Emerging from student-led sit-ins at segregated lunch counters in 1960, the Student Non-Violent Coordinating Committee, or SNCC, was the principal organization through which black and white students channeled their activism during the civil rights movements.
The SNCC organized the Freedom Rides of 1961, aimed at desegregating buses. They launched voter registration drives and were instrumental in the 1963 March on Washington at which Dr. Martin Luther King, Jr. delivered his “I Have a Dream” speech.
Opening in Austin this week, a nationally traveling exhibition features more 150 black-and-white photographs taken by photo journalists and photographers who were themselves also participants and activists involved with SNCC.
Organized by Center for Documentary Expression and Art and the Maltz Museum of Jewish Heritage “This Light of Ours: Activist Photographers of the Civil Rights Movement” presents the images of nine activist photographers who documented not only highly visible events but day-to-day organizing across the South in the 1960s.
“This Light of Ours” is on view Feb. 15 through May 20 at the Bullock Museum. And for the Austin iteration of the show, a dozen additional images representing activism and protest in Austin’s history are included. The images come from the Austin History Center’s 2018 exhibition “Taking It to the Streets: A Visual History of Protest and Demonstration in Austin.”
“This Light of Ours” features photographers Bob Adelman, George Ballis, Bob Fitch, Bob Fletcher, Matt Herron, David Prince, Herbert Randall, Maria Varela and Tamio Wakayama.

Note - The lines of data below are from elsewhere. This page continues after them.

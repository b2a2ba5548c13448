//! Command-line flags, credentials, and tuning knobs.
//!
//! Knobs come from [`Cli`] (each with an environment fallback); credentials are
//! read from the environment only. [`Config::resolve`] merges the two and
//! applies the missing-credential policy.

use std::time::Duration;

use clap::Parser;
use tracing::warn;

use crate::retry::RetryPolicy;
use crate::sources::SourceKind;

pub const DEFAULT_MODEL: &str = "gpt-4o";
pub const DEFAULT_MODEL_BASE_URL: &str = "https://api.openai.com/v1";
pub const DEFAULT_SERP_BASE_URL: &str = "https://api.brightdata.com";
pub const DEFAULT_SERP_ZONE: &str = "serp_api1";
pub const DEFAULT_REDDIT_AUTH_URL: &str = "https://www.reddit.com/api/v1/access_token";
pub const DEFAULT_REDDIT_API_BASE: &str = "https://oauth.reddit.com";

pub const RESULTS_RANGE: std::ops::RangeInclusive<usize> = 3..=10;
pub const COMMENTS_RANGE: std::ops::RangeInclusive<usize> = 1..=10;

#[derive(Debug, Parser)]
#[command(name = "triangulate", version, about)]
pub struct Cli {
    /// Run a single research turn for this query and exit
    #[arg(short, long)]
    pub query: Option<String>,

    /// Print the full research state as JSON (one-shot mode only)
    #[arg(long, requires = "query")]
    pub json: bool,

    /// Results requested from each source (3-10)
    #[arg(short = 'n', long, env = "TRIANGULATE_RESULTS", default_value_t = 5)]
    pub results: usize,

    /// Top comments collected per Reddit thread (1-10)
    #[arg(long, env = "TRIANGULATE_COMMENTS", default_value_t = 3)]
    pub comments: usize,

    /// Chat model used for analysis and synthesis
    #[arg(long, env = "OPENAI_MODEL", default_value = DEFAULT_MODEL)]
    pub model: String,

    /// Sampling temperature (0-2); the API default when omitted
    #[arg(long, env = "OPENAI_TEMPERATURE")]
    pub temperature: Option<f32>,

    /// Base URL of an OpenAI-compatible API
    #[arg(long, env = "OPENAI_BASE_URL", default_value = DEFAULT_MODEL_BASE_URL)]
    pub model_base_url: String,

    /// Bright Data SERP zone name
    #[arg(long, env = "BRIGHTDATA_SERP_ZONE", default_value = DEFAULT_SERP_ZONE)]
    pub serp_zone: String,

    /// Per-request network timeout in seconds
    #[arg(long, env = "TRIANGULATE_REQUEST_TIMEOUT", default_value_t = 20)]
    pub request_timeout: u64,

    /// Deadline for all three sources in one turn, in seconds
    #[arg(long, env = "TRIANGULATE_TURN_TIMEOUT", default_value_t = 90)]
    pub turn_timeout: u64,

    /// Attempts per upstream call, including the first
    #[arg(long, env = "TRIANGULATE_MAX_ATTEMPTS", default_value_t = 3)]
    pub max_attempts: u32,

    /// Abort at startup if any source lacks credentials instead of disabling it
    #[arg(long)]
    pub require_all_sources: bool,

    /// Debug-level logging on stderr
    #[arg(short, long)]
    pub verbose: bool,
}

#[derive(Debug, thiserror::Error)]
pub enum ConfigError {
    #[error("{var} not set (required for {purpose})")]
    MissingCredential {
        var: &'static str,
        purpose: &'static str,
    },

    #[error("no search source has credentials; set BRIGHTDATA_API_KEY and/or REDDIT_CLIENT_ID + REDDIT_CLIENT_SECRET")]
    NoSources,

    #[error("invalid setting: {0}")]
    Invalid(String),
}

/// A credential that never shows up in `Debug` output or logs.
#[derive(Clone, PartialEq, Eq)]
pub struct Secret(String);

impl Secret {
    pub fn new(value: impl Into<String>) -> Self {
        Self(value.into())
    }

    pub fn expose(&self) -> &str {
        &self.0
    }
}

impl std::fmt::Debug for Secret {
    fn fmt(&self, f: &mut std::fmt::Formatter<'_>) -> std::fmt::Result {
        f.write_str("[REDACTED]")
    }
}

#[derive(Debug, Clone)]
pub struct LlmConfig {
    pub api_key: Secret,
    pub model: String,
    pub base_url: String,
    pub temperature: Option<f32>,
}

#[derive(Debug, Clone)]
pub struct SerpConfig {
    pub api_key: Secret,
    pub base_url: String,
    pub zone: String,
}

#[derive(Debug, Clone)]
pub struct RedditConfig {
    pub client_id: String,
    pub client_secret: Secret,
    pub auth_url: String,
    pub api_base: String,
    pub comments_per_thread: usize,
}

#[derive(Debug, Clone)]
pub struct Config {
    pub llm: LlmConfig,
    /// Shared by Google and Bing; `None` disables both.
    pub serp: Option<SerpConfig>,
    pub reddit: Option<RedditConfig>,
    pub results_per_source: usize,
    pub request_timeout: Duration,
    pub turn_timeout: Duration,
    pub retry: RetryPolicy,
}

impl Config {
    /// Builds the configuration from parsed flags and an environment lookup.
    ///
    /// The model key is always required. Source credentials are optional unless
    /// `--require-all-sources` is set; a source without them is disabled.
    pub fn resolve(
        cli: &Cli,
        env: impl Fn(&str) -> Option<String>,
    ) -> Result<Self, ConfigError> {
        let var = |name: &str| {
            env(name)
                .map(|v| v.trim().to_string())
                .filter(|v| !v.is_empty())
        };

        let api_key = var("OPENAI_API_KEY").ok_or(ConfigError::MissingCredential {
            var: "OPENAI_API_KEY",
            purpose: "analysis and synthesis",
        })?;

        let serp = match var("BRIGHTDATA_API_KEY") {
            Some(key) => Some(SerpConfig {
                api_key: Secret::new(key),
                base_url: var("BRIGHTDATA_BASE_URL")
                    .unwrap_or_else(|| DEFAULT_SERP_BASE_URL.to_string()),
                zone: cli.serp_zone.clone(),
            }),
            None if cli.require_all_sources => {
                return Err(ConfigError::MissingCredential {
                    var: "BRIGHTDATA_API_KEY",
                    purpose: "Google and Bing search",
                });
            }
            None => {
                warn!("BRIGHTDATA_API_KEY not set; Google and Bing sources disabled");
                None
            }
        };

        let reddit = match (var("REDDIT_CLIENT_ID"), var("REDDIT_CLIENT_SECRET")) {
            (Some(client_id), Some(secret)) => Some(RedditConfig {
                client_id,
                client_secret: Secret::new(secret),
                auth_url: DEFAULT_REDDIT_AUTH_URL.to_string(),
                api_base: DEFAULT_REDDIT_API_BASE.to_string(),
                comments_per_thread: cli.comments.clamp(*COMMENTS_RANGE.start(), *COMMENTS_RANGE.end()),
            }),
            (id, _) if cli.require_all_sources => {
                return Err(ConfigError::MissingCredential {
                    var: if id.is_none() {
                        "REDDIT_CLIENT_ID"
                    } else {
                        "REDDIT_CLIENT_SECRET"
                    },
                    purpose: "Reddit search",
                });
            }
            _ => {
                warn!("Reddit credentials not set; Reddit source disabled");
                None
            }
        };

        if serp.is_none() && reddit.is_none() {
            return Err(ConfigError::NoSources);
        }

        let config = Self {
            llm: LlmConfig {
                api_key: Secret::new(api_key),
                model: cli.model.trim().to_string(),
                base_url: cli.model_base_url.trim().to_string(),
                temperature: cli.temperature,
            },
            serp,
            reddit,
            results_per_source: cli
                .results
                .clamp(*RESULTS_RANGE.start(), *RESULTS_RANGE.end()),
            request_timeout: Duration::from_secs(cli.request_timeout),
            turn_timeout: Duration::from_secs(cli.turn_timeout),
            retry: RetryPolicy {
                max_attempts: cli.max_attempts,
                ..RetryPolicy::default()
            },
        };
        config.validate()?;
        Ok(config)
    }

    pub fn validate(&self) -> Result<(), ConfigError> {
        if self.request_timeout.is_zero() {
            return Err(ConfigError::Invalid(
                "request timeout must be greater than 0".into(),
            ));
        }
        if self.turn_timeout.is_zero() {
            return Err(ConfigError::Invalid(
                "turn timeout must be greater than 0".into(),
            ));
        }
        if self.retry.max_attempts == 0 {
            return Err(ConfigError::Invalid(
                "max attempts must be at least 1".into(),
            ));
        }
        if let Some(t) = self.llm.temperature.filter(|t| !(0.0..=2.0).contains(t)) {
            return Err(ConfigError::Invalid(format!(
                "temperature must be between 0 and 2, got {t}"
            )));
        }
        if self.llm.model.is_empty() {
            return Err(ConfigError::Invalid("model must not be empty".into()));
        }
        if url::Url::parse(&self.llm.base_url).is_err() {
            return Err(ConfigError::Invalid(format!(
                "model base URL is not a valid URL: {}",
                self.llm.base_url
            )));
        }
        Ok(())
    }

    /// Sources that have credentials, in display order.
    pub fn enabled_sources(&self) -> Vec<SourceKind> {
        SourceKind::ALL
            .into_iter()
            .filter(|kind| match kind {
                SourceKind::Google | SourceKind::Bing => self.serp.is_some(),
                SourceKind::Reddit => self.reddit.is_some(),
            })
            .collect()
    }
}

#[cfg(test)]
mod tests {
    use super::*;
    use std::collections::HashMap;

    fn cli(args: &[&str]) -> Cli {
        let mut argv = vec!["triangulate"];
        argv.extend_from_slice(args);
        Cli::try_parse_from(argv).unwrap()
    }

    fn env_of(pairs: &[(&str, &str)]) -> impl Fn(&str) -> Option<String> {
        let map: HashMap<String, String> = pairs
            .iter()
            .map(|(k, v)| (k.to_string(), v.to_string()))
            .collect();
        move |k| map.get(k).cloned()
    }

    const ALL_KEYS: &[(&str, &str)] = &[
        ("OPENAI_API_KEY", "sk-test"),
        ("BRIGHTDATA_API_KEY", "bd-test"),
        ("REDDIT_CLIENT_ID", "id"),
        ("REDDIT_CLIENT_SECRET", "secret"),
    ];

    #[test]
    fn defaults_with_all_credentials() {
        let config = Config::resolve(&cli(&[]), env_of(ALL_KEYS)).unwrap();
        assert_eq!(config.llm.model, DEFAULT_MODEL);
        assert_eq!(config.results_per_source, 5);
        assert_eq!(config.request_timeout, Duration::from_secs(20));
        assert_eq!(config.turn_timeout, Duration::from_secs(90));
        assert_eq!(config.retry.max_attempts, 3);
        assert_eq!(config.serp.as_ref().unwrap().zone, DEFAULT_SERP_ZONE);
        assert_eq!(config.reddit.as_ref().unwrap().comments_per_thread, 3);
        assert_eq!(config.enabled_sources(), SourceKind::ALL.to_vec());
    }

    #[test]
    fn missing_model_key_is_fatal() {
        let err = Config::resolve(&cli(&[]), env_of(&ALL_KEYS[1..])).unwrap_err();
        assert!(err.to_string().contains("OPENAI_API_KEY"), "got: {err}");
    }

    #[test]
    fn blank_model_key_counts_as_missing() {
        let err = Config::resolve(
            &cli(&[]),
            env_of(&[("OPENAI_API_KEY", "   "), ("BRIGHTDATA_API_KEY", "bd")]),
        )
        .unwrap_err();
        assert!(matches!(err, ConfigError::MissingCredential { .. }));
    }

    #[test]
    fn missing_search_key_disables_web_sources() {
        let config = Config::resolve(
            &cli(&[]),
            env_of(&[
                ("OPENAI_API_KEY", "sk"),
                ("REDDIT_CLIENT_ID", "id"),
                ("REDDIT_CLIENT_SECRET", "secret"),
            ]),
        )
        .unwrap();
        assert!(config.serp.is_none());
        assert_eq!(config.enabled_sources(), vec![SourceKind::Reddit]);
    }

    #[test]
    fn half_reddit_credentials_disable_reddit() {
        let config = Config::resolve(
            &cli(&[]),
            env_of(&[
                ("OPENAI_API_KEY", "sk"),
                ("BRIGHTDATA_API_KEY", "bd"),
                ("REDDIT_CLIENT_ID", "id"),
            ]),
        )
        .unwrap();
        assert!(config.reddit.is_none());
        assert_eq!(
            config.enabled_sources(),
            vec![SourceKind::Google, SourceKind::Bing]
        );
    }

    #[test]
    fn require_all_sources_makes_missing_key_fatal() {
        let err = Config::resolve(
            &cli(&["--require-all-sources"]),
            env_of(&[
                ("OPENAI_API_KEY", "sk"),
                ("BRIGHTDATA_API_KEY", "bd"),
                ("REDDIT_CLIENT_ID", "id"),
            ]),
        )
        .unwrap_err();
        assert!(err.to_string().contains("REDDIT_CLIENT_SECRET"), "got: {err}");
    }

    #[test]
    fn no_source_credentials_is_fatal() {
        let err =
            Config::resolve(&cli(&[]), env_of(&[("OPENAI_API_KEY", "sk")])).unwrap_err();
        assert!(matches!(err, ConfigError::NoSources));
    }

    #[test]
    fn limits_are_clamped() {
        let config =
            Config::resolve(&cli(&["-n", "50", "--comments", "0"]), env_of(ALL_KEYS)).unwrap();
        assert_eq!(config.results_per_source, 10);
        assert_eq!(config.reddit.unwrap().comments_per_thread, 1);

        let config = Config::resolve(&cli(&["-n", "1"]), env_of(ALL_KEYS)).unwrap();
        assert_eq!(config.results_per_source, 3);
    }

    #[test]
    fn zero_timeouts_rejected() {
        let err = Config::resolve(&cli(&["--turn-timeout", "0"]), env_of(ALL_KEYS)).unwrap_err();
        assert!(err.to_string().contains("turn timeout"));

        let err =
            Config::resolve(&cli(&["--request-timeout", "0"]), env_of(ALL_KEYS)).unwrap_err();
        assert!(err.to_string().contains("request timeout"));
    }

    #[test]
    fn zero_attempts_rejected() {
        let err = Config::resolve(&cli(&["--max-attempts", "0"]), env_of(ALL_KEYS)).unwrap_err();
        assert!(err.to_string().contains("attempts"));
    }

    #[test]
    fn temperature_is_optional_and_bounded() {
        let config = Config::resolve(&cli(&[]), env_of(ALL_KEYS)).unwrap();
        assert_eq!(config.llm.temperature, None);

        let config = Config::resolve(&cli(&["--temperature", "0.2"]), env_of(ALL_KEYS)).unwrap();
        assert_eq!(config.llm.temperature, Some(0.2));

        let err = Config::resolve(&cli(&["--temperature", "3"]), env_of(ALL_KEYS)).unwrap_err();
        assert!(err.to_string().contains("temperature"), "got: {err}");
    }

    #[test]
    fn json_requires_query() {
        let mut argv = vec!["triangulate", "--json"];
        assert!(Cli::try_parse_from(&argv).is_err());
        argv.extend(["--query", "rust"]);
        assert!(Cli::try_parse_from(&argv).is_ok());
    }

    #[test]
    fn secret_debug_is_redacted() {
        let s = Secret::new("sk-very-secret");
        assert_eq!(format!("{s:?}"), "[REDACTED]");
        let llm = LlmConfig {
            api_key: s,
            model: "m".into(),
            base_url: "https://x".into(),
            temperature: None,
        };
        assert!(!format!("{llm:?}").contains("sk-very-secret"));
    }
}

A Japanese Canadian who spent his childhood in a World War II internment camp, photographer Tamio Wakayama (1941-2018) skipped his final year of college and in 1963 joined the Civil Rights movement. He became a Student Non-Violent Coordinating Committee staffer in the Atlanta office, designing posters and fliers and managing the darkroom. In the summer of 1964, he worked as a field photographer in Mississippi.

A Student Non-Violent Coordinating Committee staff member from 1963 to 1967, Maria Varela (b. 1941) specialized in photographs illustrating the organization of economic cooperatives and voter registration campaigns. She later collaborated with Mexican American and Native American artisans and livestock growers to preserve pastoral cultures through sustainable development. She teaches about SNCC’s organizing methods and legacies at Colorado College, where she is a visiting professor.

Working with the Congress of Racial Equality, Bob Adelman (1930-2016) photographed efforts to desegregate restaurants and bus terminals on Route 40 between Washington and New York. He went to Birmingham in 1963 with the Southern Christian Leadership Conference, where the images he captured garnered national and international recognition. He authored twelve books, including Mine Eyes Have Seen, a retrospective on the movement published in Life magazine’s 2007 “Great Photographer’s Series.”

Bob Fletcher (1938 – ) After working for the Harlem Education Project in New York, Fletcher photographed for the Student Non-Violent Coordinating Committee in Alabama and Mississippi from 1964-1968. Becoming interested in documenting African life and culture, he worked on a documentary about Mozambique’s war of liberation, among other films shot on the continent. He later graduated from New York University’s law school and became an attorney.

Bob Fitch (1939 – 2016) An ordained minister, Fitch was 24 when he joined the Southern Christian Leadership Conference as a staff photographer in 1965. After nearly two years in the South, he spent the next two decades documenting social justice activities in California, including the work of Dorothy Day and the Catholic Worker houses of hospitality, and the efforts of Cesar Chavez and the United Farm Workers Union.

Matt Herron (1931 – ) One of the few photojournalists to bring his family with him, Herron covered the Civil Rights struggle for Life, Look and Time while also providing images for SNCC. During the 1964 Freedom Summer he organized the Southern Documentary Project, and his 1965 image of a Mississippi policeman wrestling an American flag from a black child won the World Press Photo Contest. His memoir, Mississippi Eyes: The Story and Photography of the Southern Documentary Project, was published in 2014.